Vulnerability disclosure is a widely recognized practice in the software industry, but there is a lack of literature detailing the firsthand experiences of researchers who have gone through the process. This work aims to bridge that gap by sharing our personal experience of accidentally discovering a DNS vulnerability and navigating the vulnerability disclosure process for the first time. We document our mistakes and highlight the important lessons we learned, such as the fact that public disclosure can be effective but can also be more time-consuming and emotionally taxing than anticipated. Additionally, we discuss the ethical considerations and potential consequences that may arise during each step of the disclosure process.
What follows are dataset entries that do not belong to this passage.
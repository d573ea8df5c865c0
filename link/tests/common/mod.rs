#![allow(dead_code)]

use lab_link::{
    ClientMessage, ConnectionError, EventHandlers, LabLinkClient, LabLinkTimeouts,
    MemoryTransport, Path, Query, ServerMessage, WatchNotification,
};
use serde_json::Value;
use std::sync::atomic::{AtomicU64, Ordering};
use std::time::Duration;
use tokio::sync::mpsc;
use tokio::time::timeout;

pub const WAIT: Duration = Duration::from_secs(2);

pub fn q(value: Value) -> Query {
    Query::from_json(&value).expect("valid query")
}

pub fn p(keys: &[&str]) -> Path {
    Path::from(keys)
}

/// A client on a [`MemoryTransport`] plus a way to wait for the dispatcher.
pub struct Harness {
    pub client: LabLinkClient,
    pub transport: MemoryTransport,
    errors: mpsc::UnboundedReceiver<ConnectionError>,
    markers: AtomicU64,
}

impl Harness {
    pub async fn disconnected() -> Self {
        Self::with_request_timeout(500).await
    }

    pub async fn connected() -> Self {
        let harness = Self::disconnected().await;
        harness.transport.connect();
        harness.client.wait_for_connection(WAIT).await.expect("connected");
        harness
    }

    pub async fn with_request_timeout(request_timeout_ms: u64) -> Self {
        let (transport, events) = MemoryTransport::new();
        let (error_tx, errors) = mpsc::unbounded_channel();
        let handlers = EventHandlers::new().on_error(move |e| {
            let _ = error_tx.send(e);
        });
        let client = LabLinkClient::builder()
            .timeouts(LabLinkTimeouts::for_testing(request_timeout_ms))
            .event_handlers(handlers)
            .build_with_transport(transport.clone(), events)
            .expect("client");
        Self {
            client,
            transport,
            errors,
            markers: AtomicU64::new(0),
        }
    }

    /// Wait until every event injected so far has been dispatched.
    ///
    /// Events are handled in order, so once a marker `error` message comes
    /// back through `on_error` everything before it is done.
    pub async fn settle(&mut self) {
        let marker = format!("settle-{}", self.markers.fetch_add(1, Ordering::SeqCst));
        self.transport.deliver(ServerMessage::Error {
            message: marker.clone(),
        });
        loop {
            let error = timeout(WAIT, self.errors.recv())
                .await
                .expect("dispatcher stalled")
                .expect("error channel closed");
            if error.message == marker {
                return;
            }
        }
    }
}

/// Callback that forwards every notification to a channel.
pub fn recorder() -> (
    impl Fn(&WatchNotification) + Send + Sync + 'static,
    mpsc::UnboundedReceiver<WatchNotification>,
) {
    let (tx, rx) = mpsc::unbounded_channel();
    (
        move |n: &WatchNotification| {
            let _ = tx.send(n.clone());
        },
        rx,
    )
}

pub async fn next_notification(rx: &mut mpsc::UnboundedReceiver<WatchNotification>) -> WatchNotification {
    timeout(WAIT, rx.recv())
        .await
        .expect("timed out waiting for notification")
        .expect("notification channel closed")
}

/// Paths of every `subscribe` message, one entry per message.
pub fn subscribes(sent: &[ClientMessage]) -> Vec<Vec<Path>> {
    sent.iter()
        .filter_map(|m| match m {
            ClientMessage::Subscribe { paths } => Some(paths.clone()),
            _ => None,
        })
        .collect()
}

/// Paths of every `unsubscribe` message, one entry per message.
pub fn unsubscribes(sent: &[ClientMessage]) -> Vec<Vec<Path>> {
    sent.iter()
        .filter_map(|m| match m {
            ClientMessage::Unsubscribe { paths } => Some(paths.clone()),
            _ => None,
        })
        .collect()
}

/// Wait for the next `get` the client sends and return its id, query and
/// session.
pub async fn next_get(transport: &MemoryTransport) -> (u64, Query, Option<String>) {
    let deadline = tokio::time::Instant::now() + WAIT;
    loop {
        let found = transport.take_sent().into_iter().find_map(|m| match m {
            ClientMessage::Get {
                request_id,
                query,
                session,
            } => Some((request_id, query, session)),
            _ => None,
        });
        if let Some(get) = found {
            return get;
        }
        assert!(tokio::time::Instant::now() < deadline, "no get request was sent");
        tokio::time::sleep(Duration::from_millis(5)).await;
    }
}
Lastly, drawing from our own experiences, we identify and discuss issues with the current disclosure process and propose recommendations for its improvement. Our ultimate aim is to provide valuable insights to fellow researchers who may encounter similar challenges in the future and contribute to the enhancement of the overall disclosure process for the benefit of the wider community.

漏洞披露是软件行业广泛认可的做法，但缺乏详细介绍经历过这一过程的研究人员的第一手经验的文献。这项工作旨在通过分享我们意外发现 DNS 漏洞并首次完成漏洞披露过程的个人经验来弥补这一差距。我们记录我们的错误并强调我们吸取的重要教训，例如公开披露可能是有效的，但也可能比预期更耗时、更费力。此外，我们还讨论了披露过程每个步骤中可能出现的道德考虑因素和潜在后果。最后，根据我们自己的经验，我们确定并讨论当前披露流程的问题，并提出改进建议。我们的最终目标是为未来可能遇到类似挑战的研究人员提供有价值的见解，并为加强整体披露流程做出贡献，以造福更广泛的社区。